use crate::Value;
use crate::coercion::CoercionError;
use crate::schema::Schema;
use crate::types::GraphQLType;
use crate::types::TypeAnnotation;
use indexmap::IndexMap;

/// Coerces an externally supplied runtime value (e.g. a variable decoded
/// from JSON) into an internal value of the given input type.
///
/// Every problem found is reported, each message prefixed with where in the
/// value it was found.
pub fn coerce_input_value(
    schema: &Schema,
    value: &Value,
    ty: &TypeAnnotation,
) -> Result<Value, Vec<CoercionError>> {
    if !ty.nullable() {
        if value.is_null() {
            return Err(vec![CoercionError::new(format!("Expected \"{ty}\", found null."))]);
        }
        return coerce_input_value(schema, value, &ty.to_nullable());
    }

    if value.is_null() {
        return Ok(Value::Null);
    }

    match ty {
        TypeAnnotation::List(list_annot) => {
            let item_type = list_annot.inner_type_annotation();
            let Value::List(items) = value else {
                return coerce_input_value(schema, value, item_type)
                    .map(|item| Value::List(vec![item]));
            };
            let mut coerced = Vec::with_capacity(items.len());
            let mut errors = vec![];
            for (index, item) in items.iter().enumerate() {
                match coerce_input_value(schema, item, item_type) {
                    Ok(item) => coerced.push(item),
                    Err(item_errors) => errors.extend(
                        item_errors
                            .into_iter()
                            .map(|error| error.nested(format_args!("In element #{index}"))),
                    ),
                }
            }
            if errors.is_empty() { Ok(Value::List(coerced)) } else { Err(errors) }
        },

        TypeAnnotation::Named(named_annot) => {
            let type_name = named_annot.graphql_type_name();
            let Some(named_type) = schema.get_type(type_name) else {
                return Err(vec![CoercionError::new(format!("Unknown type \"{type_name}\"."))]);
            };
            match named_type {
                GraphQLType::Scalar(scalar_type) => {
                    scalar_type.parse_value(value).map_err(|error| {
                        vec![CoercionError::new(format!(
                            "Expected type \"{type_name}\", found {value}; {error}"
                        ))]
                    })
                },

                GraphQLType::Enum(enum_type) => enum_type.parse_value(value).ok_or_else(|| {
                    vec![CoercionError::new(format!(
                        "Expected type \"{type_name}\", found {value}."
                    ))]
                }),

                GraphQLType::InputObject(input_type) => {
                    let Value::Map(entries) = value else {
                        return Err(vec![CoercionError::new(format!(
                            "Expected type \"{type_name}\" to be an object."
                        ))]);
                    };
                    let fields = input_type.fields();
                    let mut coerced = IndexMap::new();
                    let mut errors = vec![];
                    for (field_name, field_def) in fields {
                        let field_type = field_def.type_annotation();
                        let Some(field_value) = entries.get(field_name) else {
                            if let Some(default_value) = field_def.default_value() {
                                coerced.insert(
                                    field_def.output_key(field_name).to_string(),
                                    default_value.clone(),
                                );
                            } else if !field_type.nullable() {
                                errors.push(CoercionError::new(format!(
                                    "Field \"{field_name}\" of required type \"{field_type}\" was not provided."
                                )));
                            }
                            continue;
                        };
                        match coerce_input_value(schema, field_value, field_type) {
                            Ok(field_value) => {
                                coerced.insert(
                                    field_def.output_key(field_name).to_string(),
                                    field_value,
                                );
                            },
                            Err(field_errors) => errors.extend(field_errors.into_iter().map(
                                |error| error.nested(format_args!("In field \"{field_name}\"")),
                            )),
                        }
                    }
                    for key in entries.keys() {
                        if !fields.contains_key(key) {
                            errors.push(
                                CoercionError::new("Unknown field.")
                                    .nested(format_args!("In field \"{key}\"")),
                            );
                        }
                    }
                    if errors.is_empty() { Ok(Value::Map(coerced)) } else { Err(errors) }
                },

                GraphQLType::Interface(_) | GraphQLType::Object(_) | GraphQLType::Union(_) => {
                    Err(vec![CoercionError::new(format!(
                        "Expected an input type, found \"{type_name}\"."
                    ))])
                },
            }
        },
    }
}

—————

• EXERCISE AIM: Transcribe the data exactly.

• TASK RESULT:
use crate::Value;
use crate::coercion::CoercionError;
use crate::schema::Schema;
use crate::types::GraphQLType;
use crate::types::TypeAnnotation;
use indexmap::IndexMap;

/// Coerces an externally supplied runtime value (e.g. a variable decoded
/// from JSON) into an internal value of the given input type.
///
/// Every problem found is reported, each message prefixed with where in the
/// value it was found.
pub fn coerce_input_value(
    schema: &Schema,
    value: &Value,
    ty: &TypeAnnotation,
) -> Result<Value, Vec<CoercionError>> {
    if !ty.nullable() {
        if value.is_null() {
            return Err(vec![CoercionError::new(format!("Expected \"{ty}\", found null."))]);
        }
        return coerce_input_value(schema, value, &ty.to_nullable());
    }

    if value.is_null() {
        return Ok(Value::Null);
    }

    match ty {
        TypeAnnotation::List(list_annot) => {
            let item_type = list_annot.inner_type_annotation();
            let Value::List(items) = value else {
                return coerce_input_value(schema, value, item_type)
                    .map(|item| Value::List(vec![item]));
            };
            let mut coerced = Vec::with_capacity(items.len());
            let mut errors = vec![];
            for (index, item) in items.iter().enumerate() {
                match coerce_input_value(schema, item, item_type) {
                    Ok(item) => coerced.push(item),
                    Err(item_errors) => errors.extend(
                        item_errors
                            .into_iter()
                            .map(|error| error.nested(format_args!("In element #{index}"))),
                    ),
                }
            }
            if errors.is_empty() { Ok(Value::List(coerced)) } else { Err(errors) }
        },

        TypeAnnotation::Named(named_annot) => {
            let type_name = named_annot.graphql_type_name();
            let Some(named_type) = schema.get_type(type_name) else {
                return Err(vec![CoercionError::new(format!("Unknown type \"{type_name}\"."))]);
            };
            match named_type {
                GraphQLType::Scalar(scalar_type) => {
                    scalar_type.parse_value(value).map_err(|error| {
                        vec![CoercionError::new(format!(
                            "Expected type \"{type_name}\", found {value}; {error}"
                        ))]
                    })
                },

                GraphQLType::Enum(enum_type) => enum_type.parse_value(value).ok_or_else(|| {
                    vec![CoercionError::new(format!(
                        "Expected type \"{type_name}\", found {value}."
                    ))]
                }),

                GraphQLType::InputObject(input_type) => {
                    let Value::Map(entries) = value else {
                        return Err(vec![CoercionError::new(format!(
                            "Expected type \"{type_name}\" to be an object."
                        ))]);
                    };
                    let fields = input_type.fields();
                    let mut coerced = IndexMap::new();
                    let mut errors = vec![];
                    for (field_name, field_def) in fields {
                        let field_type = field_def.type_annotation();
                        let Some(field_value) = entries.get(field_name) else {
                            if let Some(default_value) = field_def.default_value() {
                                coerced.insert(
                                    field_def.output_key(field_name).to_string(),
                                    default_value.clone(),
                                );
                            } else if !field_type.nullable() {
                                errors.push(CoercionError::new(format!(
                                    "Field \"{field_name}\" of required type \"{field_type}\" was not provided."
                                )));
                            }
                            continue;
                        };
                        match coerce_input_value(schema, field_value, field_type) {
                            Ok(field_value) => {
                                coerced.insert(
                                    field_def.output_key(field_name).to_string(),
                                    field_value,
                                );
                            },
                            Err(field_errors) => errors.extend(field_errors.into_iter().map(
                                |error| error.nested(format_args!("In field \"{field_name}\"")),
                            )),
                        }
                    }
                    for key in entries.keys() {
                        if !fields.contains_key(key) {
                            errors.push(
                                CoercionError::new("Unknown field.")
                                    .nested(format_args!("In field \"{key}\"")),
                            );
                        }
                    }
                    if errors.is_empty() { Ok(Value::Map(coerced)) } else { Err(errors) }
                },

                GraphQLType::Interface(_) | GraphQLType::Object(_) | GraphQLType::Union(_) => {
                    Err(vec![CoercionError::new(format!(
                        "Expected an input type, found \"{type_name}\"."
                    ))])
                },
            }
        },
    }
}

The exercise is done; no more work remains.